Lorn & Islands Hospital is a rural general hospital on the southern outskirts of Oban in Argyll, Scotland. It is managed by NHS Highland.

== History ==
The hospital was designed by Reiach & Hall using a design solution that has been recognised as particularly well-suited to the local environment. It was officially opened in 1995.

When the Scottish Executive looked at reorganising rural health care in 2004 there were local protests: following this there were calls to work more closely with the Belford Hospital in Fort William.

A new audiology unit was opened by Rhona Brankin, deputy health minister, in 2005.

== Services ==
Since this facility opened it has been possible for a number of services to be run from one location, where previously they had been provided from some smaller facilities located across the district.
A range of services are provided and the hospital has 66 inpatient beds and a multi-purpose day hospital.

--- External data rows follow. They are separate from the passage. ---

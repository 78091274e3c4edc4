//! Stage 3: sample each relevant community's content and ask the verdict
//! service whether the community's discourse corroborates the toxicity
//! judgment. A failure on one community skips it; the stage continues.

use chrono::{DateTime, Utc};
use tracing::{info, warn};

use ai_client::VerdictModel;
use voxpop_common::{
    clip_bytes, detect_patterns, ChatAnalysis, CommunityCandidate, ContentSnippet,
    ValidationOutcome,
};

use crate::consensus::ConsensusStance;
use crate::rate_limit::RateLimiter;
use crate::traits::CommunitySearch;

/// At most this many communities are validated per run.
pub const MAX_COMMUNITIES: usize = 3;
/// At most this many search terms per community.
pub const MAX_TERMS_PER_COMMUNITY: usize = 3;
/// Posts requested per term search.
pub const POSTS_PER_TERM: u32 = 5;
/// Cap on snippets kept per community.
pub const MAX_SNIPPETS: usize = 10;
/// Snippets included in the consensus prompt.
pub const SNIPPETS_IN_PROMPT: usize = 5;
/// Snippet bodies are bounded to this many bytes on ingest.
pub const SNIPPET_BODY_MAX_BYTES: usize = 1000;
/// Snippet bodies are further truncated to this inside the prompt.
const PROMPT_BODY_MAX_BYTES: usize = 200;

const SENTIMENT_SYSTEM: &str =
    "You analyze community consensus on social behavior issues.";

pub async fn validate_communities(
    model: &dyn VerdictModel,
    search: &dyn CommunitySearch,
    limiter: &RateLimiter,
    analysis: &ChatAnalysis,
    candidates: &[CommunityCandidate],
) -> Vec<ValidationOutcome> {
    let terms = analysis.search_terms();
    let mut outcomes = Vec::new();

    for candidate in candidates.iter().take(MAX_COMMUNITIES) {
        let snippets = fetch_snippets(search, limiter, &candidate.name, &terms).await;
        if snippets.is_empty() {
            info!(community = %candidate.name, "No matching posts, skipping community");
            continue;
        }

        let prompt = sentiment_prompt(analysis, &snippets);
        let summary = match model.generate(&prompt, SENTIMENT_SYSTEM).await {
            Ok(s) => s,
            Err(e) => {
                warn!(community = %candidate.name, error = %e, "Consensus summarization failed, skipping community");
                continue;
            }
        };

        let stance = ConsensusStance::classify(&summary);
        info!(
            community = %candidate.name,
            ?stance,
            snippets = snippets.len(),
            "Community validated"
        );

        outcomes.push(ValidationOutcome {
            community_name: candidate.name.clone(),
            relevance_score: candidate.relevance_score,
            snippets,
            consensus_summary: summary,
            validation_score: stance.score(),
        });
    }

    outcomes
}

/// Search one community for each term, convert hits into bounded snippets.
/// A failed term search is logged and skipped.
async fn fetch_snippets(
    search: &dyn CommunitySearch,
    limiter: &RateLimiter,
    community: &str,
    terms: &[String],
) -> Vec<ContentSnippet> {
    let mut snippets = Vec::new();

    for term in terms.iter().take(MAX_TERMS_PER_COMMUNITY) {
        match search.search_posts(community, term, POSTS_PER_TERM).await {
            Ok(posts) => {
                for post in posts {
                    let body = clip_bytes(&post.selftext, SNIPPET_BODY_MAX_BYTES).to_string();
                    let pattern_hits = detect_patterns(&format!("{} {}", post.title, body));
                    snippets.push(ContentSnippet {
                        title: post.title,
                        body,
                        upvotes: post.ups,
                        comment_count: post.num_comments,
                        permalink: post.permalink,
                        created_at: DateTime::from_timestamp(post.created_utc as i64, 0)
                            .unwrap_or(DateTime::<Utc>::UNIX_EPOCH),
                        matched_term: term.clone(),
                        pattern_hits,
                    });
                }
            }
            Err(e) => {
                warn!(community, term, error = %e, "Post search failed, skipping term");
            }
        }
        limiter.acquire().await;
    }

    snippets.truncate(MAX_SNIPPETS);
    snippets
}

pub fn sentiment_prompt(analysis: &ChatAnalysis, snippets: &[ContentSnippet]) -> String {
    let posts_summary = snippets
        .iter()
        .take(SNIPPETS_IN_PROMPT)
        .map(|s| {
            format!(
                "Post: {}\nContent: {}\nUpvotes: {}\nComments: {}",
                s.title,
                clip_bytes(&s.body, PROMPT_BODY_MAX_BYTES),
                s.upvotes,
                s.comment_count,
            )
        })
        .collect::<Vec<_>>()
        .join("\n\n");

    format!(
        "Based on these community posts about similar communication issues, what is the \
         general human consensus?\n\
         \n\
         ORIGINAL TOXICITY ANALYSIS:\n\
         - Level: {}\n\
         - Behaviors: {}\n\
         - Flagged Phrases: {}\n\
         \n\
         COMMUNITY POSTS:\n\
         {}\n\
         \n\
         Determine if the human consensus from these discussions:\n\
         1. Supports the toxicity analysis\n\
         2. Partially supports it\n\
         3. Contradicts it\n\
         4. Is inconclusive\n\
         \n\
         Provide a brief summary of the human perspective.",
        analysis.toxicity_level,
        analysis.behaviors.join(", "),
        analysis.flagged_phrases.join(", "),
        posts_summary,
    )
}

There is also a midwife-led service to provide maternity care. In September 2009 it achieved stage 1 of the baby-friendly accreditation programme.
A multi-disciplinary team treats patients who are admitted to the hospital following a stroke. The stroke team offers continuity to patients from admission to the point of discharge and even into the community, where appropriate.
Although plans to offer a dentistry treatment service from the hospital have been approved, by March 2014 there was still no confirmation about when this would be operational.

Palliative care services are also organised through the hospital after the McKelvie Hospital, a small Victorian era cottage hospital in Oban, had closed 2000.